WHAT THIS TASK INVOLVES → Return the full listing, keeping every line exactly as it is.

-------- THE DATA --------

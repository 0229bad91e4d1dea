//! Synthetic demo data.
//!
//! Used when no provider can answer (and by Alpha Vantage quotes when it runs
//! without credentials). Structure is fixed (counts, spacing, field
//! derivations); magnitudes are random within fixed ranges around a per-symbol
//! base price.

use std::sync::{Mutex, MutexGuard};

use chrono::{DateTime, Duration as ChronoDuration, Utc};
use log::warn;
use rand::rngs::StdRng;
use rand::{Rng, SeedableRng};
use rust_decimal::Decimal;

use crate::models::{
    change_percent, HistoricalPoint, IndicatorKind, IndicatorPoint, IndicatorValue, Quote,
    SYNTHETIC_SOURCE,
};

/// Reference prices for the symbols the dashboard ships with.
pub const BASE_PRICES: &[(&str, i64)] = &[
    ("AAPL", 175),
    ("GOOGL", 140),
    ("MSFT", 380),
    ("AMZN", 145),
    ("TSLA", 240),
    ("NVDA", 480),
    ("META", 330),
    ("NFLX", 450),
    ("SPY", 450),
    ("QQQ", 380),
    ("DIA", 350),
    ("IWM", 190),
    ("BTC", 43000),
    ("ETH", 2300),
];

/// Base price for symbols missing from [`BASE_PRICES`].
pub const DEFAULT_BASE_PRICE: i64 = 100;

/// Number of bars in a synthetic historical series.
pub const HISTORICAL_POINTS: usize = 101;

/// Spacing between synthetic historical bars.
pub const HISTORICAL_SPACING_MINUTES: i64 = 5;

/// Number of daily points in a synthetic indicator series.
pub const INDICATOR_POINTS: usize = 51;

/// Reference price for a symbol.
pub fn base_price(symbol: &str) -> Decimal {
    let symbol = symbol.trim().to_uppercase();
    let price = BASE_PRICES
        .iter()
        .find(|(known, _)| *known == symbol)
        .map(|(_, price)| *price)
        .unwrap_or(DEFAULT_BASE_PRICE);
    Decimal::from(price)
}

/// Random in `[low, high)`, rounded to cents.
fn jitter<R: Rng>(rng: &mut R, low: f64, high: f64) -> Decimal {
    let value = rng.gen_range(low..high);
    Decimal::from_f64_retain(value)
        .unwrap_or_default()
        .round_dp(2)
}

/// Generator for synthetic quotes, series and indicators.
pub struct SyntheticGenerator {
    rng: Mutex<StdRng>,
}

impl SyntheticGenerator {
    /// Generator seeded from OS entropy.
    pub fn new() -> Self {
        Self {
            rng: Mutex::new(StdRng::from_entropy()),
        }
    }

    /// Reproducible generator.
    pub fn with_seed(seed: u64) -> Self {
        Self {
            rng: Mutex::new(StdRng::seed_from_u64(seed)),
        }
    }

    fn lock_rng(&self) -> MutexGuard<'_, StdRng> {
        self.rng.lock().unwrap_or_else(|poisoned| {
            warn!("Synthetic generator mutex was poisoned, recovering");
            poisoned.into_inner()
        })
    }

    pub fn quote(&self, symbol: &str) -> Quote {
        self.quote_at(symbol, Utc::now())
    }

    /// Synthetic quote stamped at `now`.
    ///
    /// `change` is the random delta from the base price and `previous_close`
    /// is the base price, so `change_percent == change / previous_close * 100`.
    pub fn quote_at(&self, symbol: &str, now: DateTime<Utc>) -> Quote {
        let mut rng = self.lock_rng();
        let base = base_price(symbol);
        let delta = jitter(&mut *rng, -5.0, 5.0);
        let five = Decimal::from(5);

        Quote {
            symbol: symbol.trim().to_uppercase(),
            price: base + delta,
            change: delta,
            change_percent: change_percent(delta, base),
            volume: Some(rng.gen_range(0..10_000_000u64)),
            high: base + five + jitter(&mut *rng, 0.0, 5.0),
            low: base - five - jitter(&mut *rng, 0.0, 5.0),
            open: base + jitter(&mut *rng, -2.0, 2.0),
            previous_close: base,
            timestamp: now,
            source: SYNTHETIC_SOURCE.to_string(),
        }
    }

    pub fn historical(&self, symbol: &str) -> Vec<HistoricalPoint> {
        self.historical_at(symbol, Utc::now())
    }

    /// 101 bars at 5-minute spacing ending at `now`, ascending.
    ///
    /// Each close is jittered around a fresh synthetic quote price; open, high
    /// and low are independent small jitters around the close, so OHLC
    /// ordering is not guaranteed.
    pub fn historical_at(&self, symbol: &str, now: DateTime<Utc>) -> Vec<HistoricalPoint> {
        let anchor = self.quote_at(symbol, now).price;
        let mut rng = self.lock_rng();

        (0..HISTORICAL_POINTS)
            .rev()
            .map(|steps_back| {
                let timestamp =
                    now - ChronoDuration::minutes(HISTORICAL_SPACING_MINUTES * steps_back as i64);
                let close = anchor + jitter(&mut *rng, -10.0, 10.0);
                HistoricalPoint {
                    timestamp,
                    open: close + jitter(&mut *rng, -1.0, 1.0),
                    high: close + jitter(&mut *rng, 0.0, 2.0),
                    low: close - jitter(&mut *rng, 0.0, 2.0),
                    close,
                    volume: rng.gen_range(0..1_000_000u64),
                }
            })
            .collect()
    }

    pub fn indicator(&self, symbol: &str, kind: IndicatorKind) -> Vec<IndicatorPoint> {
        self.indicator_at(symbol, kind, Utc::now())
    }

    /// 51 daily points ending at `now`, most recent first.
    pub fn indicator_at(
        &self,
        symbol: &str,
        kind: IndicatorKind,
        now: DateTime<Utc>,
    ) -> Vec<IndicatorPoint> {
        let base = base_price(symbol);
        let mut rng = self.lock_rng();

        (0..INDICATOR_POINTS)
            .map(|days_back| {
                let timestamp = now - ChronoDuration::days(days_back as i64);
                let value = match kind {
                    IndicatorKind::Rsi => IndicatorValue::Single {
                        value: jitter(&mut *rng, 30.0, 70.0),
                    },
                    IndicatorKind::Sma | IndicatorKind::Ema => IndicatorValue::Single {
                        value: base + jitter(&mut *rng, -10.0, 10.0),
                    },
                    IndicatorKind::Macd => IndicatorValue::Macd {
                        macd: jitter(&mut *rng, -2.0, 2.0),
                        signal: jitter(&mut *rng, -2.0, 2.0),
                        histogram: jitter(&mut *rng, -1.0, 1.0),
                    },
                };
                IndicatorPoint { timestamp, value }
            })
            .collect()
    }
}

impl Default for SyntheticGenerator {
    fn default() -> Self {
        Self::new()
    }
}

--------

EXERCISE RESPONSE →
repository 0229bad91e4d1dea
//! Synthetic demo data.
//!
//! Used when no provider can answer (and by Alpha Vantage quotes when it runs
//! without credentials). Structure is fixed (counts, spacing, field
//! derivations); magnitudes are random within fixed ranges around a per-symbol
//! base price.

use std::sync::{Mutex, MutexGuard};

use chrono::{DateTime, Duration as ChronoDuration, Utc};
use log::warn;
use rand::rngs::StdRng;
use rand::{Rng, SeedableRng};
use rust_decimal::Decimal;

use crate::models::{
    change_percent, HistoricalPoint, IndicatorKind, IndicatorPoint, IndicatorValue, Quote,
    SYNTHETIC_SOURCE,
};

/// Reference prices for the symbols the dashboard ships with.
pub const BASE_PRICES: &[(&str, i64)] = &[
    ("AAPL", 175),
    ("GOOGL", 140),
    ("MSFT", 380),
    ("AMZN", 145),
    ("TSLA", 240),
    ("NVDA", 480),
    ("META", 330),
    ("NFLX", 450),
    ("SPY", 450),
    ("QQQ", 380),
    ("DIA", 350),
    ("IWM", 190),
    ("BTC", 43000),
    ("ETH", 2300),
];

/// Base price for symbols missing from [`BASE_PRICES`].
pub const DEFAULT_BASE_PRICE: i64 = 100;

/// Number of bars in a synthetic historical series.
pub const HISTORICAL_POINTS: usize = 101;

/// Spacing between synthetic historical bars.
pub const HISTORICAL_SPACING_MINUTES: i64 = 5;

/// Number of daily points in a synthetic indicator series.
pub const INDICATOR_POINTS: usize = 51;

/// Reference price for a symbol.
pub fn base_price(symbol: &str) -> Decimal {
    let symbol = symbol.trim().to_uppercase();
    let price = BASE_PRICES
        .iter()
        .find(|(known, _)| *known == symbol)
        .map(|(_, price)| *price)
        .unwrap_or(DEFAULT_BASE_PRICE);
    Decimal::from(price)
}

/// Random in `[low, high)`, rounded to cents.
fn jitter<R: Rng>(rng: &mut R, low: f64, high: f64) -> Decimal {
    let value = rng.gen_range(low..high);
    Decimal::from_f64_retain(value)
        .unwrap_or_default()
        .round_dp(2)
}

/// Generator for synthetic quotes, series and indicators.
pub struct SyntheticGenerator {
    rng: Mutex<StdRng>,
}

impl SyntheticGenerator {
    /// Generator seeded from OS entropy.
    pub fn new() -> Self {
        Self {
            rng: Mutex::new(StdRng::from_entropy()),
        }
    }

    /// Reproducible generator.
    pub fn with_seed(seed: u64) -> Self {
        Self {
            rng: Mutex::new(StdRng::seed_from_u64(seed)),
        }
    }

    fn lock_rng(&self) -> MutexGuard<'_, StdRng> {
        self.rng.lock().unwrap_or_else(|poisoned| {
            warn!("Synthetic generator mutex was poisoned, recovering");
            poisoned.into_inner()
        })
    }

    pub fn quote(&self, symbol: &str) -> Quote {
        self.quote_at(symbol, Utc::now())
    }

    /// Synthetic quote stamped at `now`.
    ///
    /// `change` is the random delta from the base price and `previous_close`
    /// is the base price, so `change_percent == change / previous_close * 100`.
    pub fn quote_at(&self, symbol: &str, now: DateTime<Utc>) -> Quote {
        let mut rng = self.lock_rng();
        let base = base_price(symbol);
        let delta = jitter(&mut *rng, -5.0, 5.0);
        let five = Decimal::from(5);

        Quote {
            symbol: symbol.trim().to_uppercase(),
            price: base + delta,
            change: delta,
            change_percent: change_percent(delta, base),
            volume: Some(rng.gen_range(0..10_000_000u64)),
            high: base + five + jitter(&mut *rng, 0.0, 5.0),
            low: base - five - jitter(&mut *rng, 0.0, 5.0),
            open: base + jitter(&mut *rng, -2.0, 2.0),
            previous_close: base,
            timestamp: now,
            source: SYNTHETIC_SOURCE.to_string(),
        }
    }

    pub fn historical(&self, symbol: &str) -> Vec<HistoricalPoint> {
        self.historical_at(symbol, Utc::now())
    }

    /// 101 bars at 5-minute spacing ending at `now`, ascending.
    ///
    /// Each close is jittered around a fresh synthetic quote price; open, high
    /// and low are independent small jitters around the close, so OHLC
    /// ordering is not guaranteed.
    pub fn historical_at(&self, symbol: &str, now: DateTime<Utc>) -> Vec<HistoricalPoint> {
        let anchor = self.quote_at(symbol, now).price;
        let mut rng = self.lock_rng();

        (0..HISTORICAL_POINTS)
            .rev()
            .map(|steps_back| {
                let timestamp =
                    now - ChronoDuration::minutes(HISTORICAL_SPACING_MINUTES * steps_back as i64);
                let close = anchor + jitter(&mut *rng, -10.0, 10.0);
                HistoricalPoint {
                    timestamp,
                    open: close + jitter(&mut *rng, -1.0, 1.0),
                    high: close + jitter(&mut *rng, 0.0, 2.0),
                    low: close - jitter(&mut *rng, 0.0, 2.0),
                    close,
                    volume: rng.gen_range(0..1_000_000u64),
                }
            })
            .collect()
    }

    pub fn indicator(&self, symbol: &str, kind: IndicatorKind) -> Vec<IndicatorPoint> {
        self.indicator_at(symbol, kind, Utc::now())
    }

    /// 51 daily points ending at `now`, most recent first.
    pub fn indicator_at(
        &self,
        symbol: &str,
        kind: IndicatorKind,
        now: DateTime<Utc>,
    ) -> Vec<IndicatorPoint> {
        let base = base_price(symbol);
        let mut rng = self.lock_rng();

        (0..INDICATOR_POINTS)
            .map(|days_back| {
                let timestamp = now - ChronoDuration::days(days_back as i64);
                let value = match kind {
                    IndicatorKind::Rsi => IndicatorValue::Single {
                        value: jitter(&mut *rng, 30.0, 70.0),
                    },
                    IndicatorKind::Sma | IndicatorKind::Ema => IndicatorValue::Single {
                        value: base + jitter(&mut *rng, -10.0, 10.0),
                    },
                    IndicatorKind::Macd => IndicatorValue::Macd {
                        macd: jitter(&mut *rng, -2.0, 2.0),
                        signal: jitter(&mut *rng, -2.0, 2.0),
                        histogram: jitter(&mut *rng, -1.0, 1.0),
                    },
                };
                IndicatorPoint { timestamp, value }
            })
            .collect()
    }
}

impl Default for SyntheticGenerator {
    fn default() -> Self {
        Self::new()
    }
}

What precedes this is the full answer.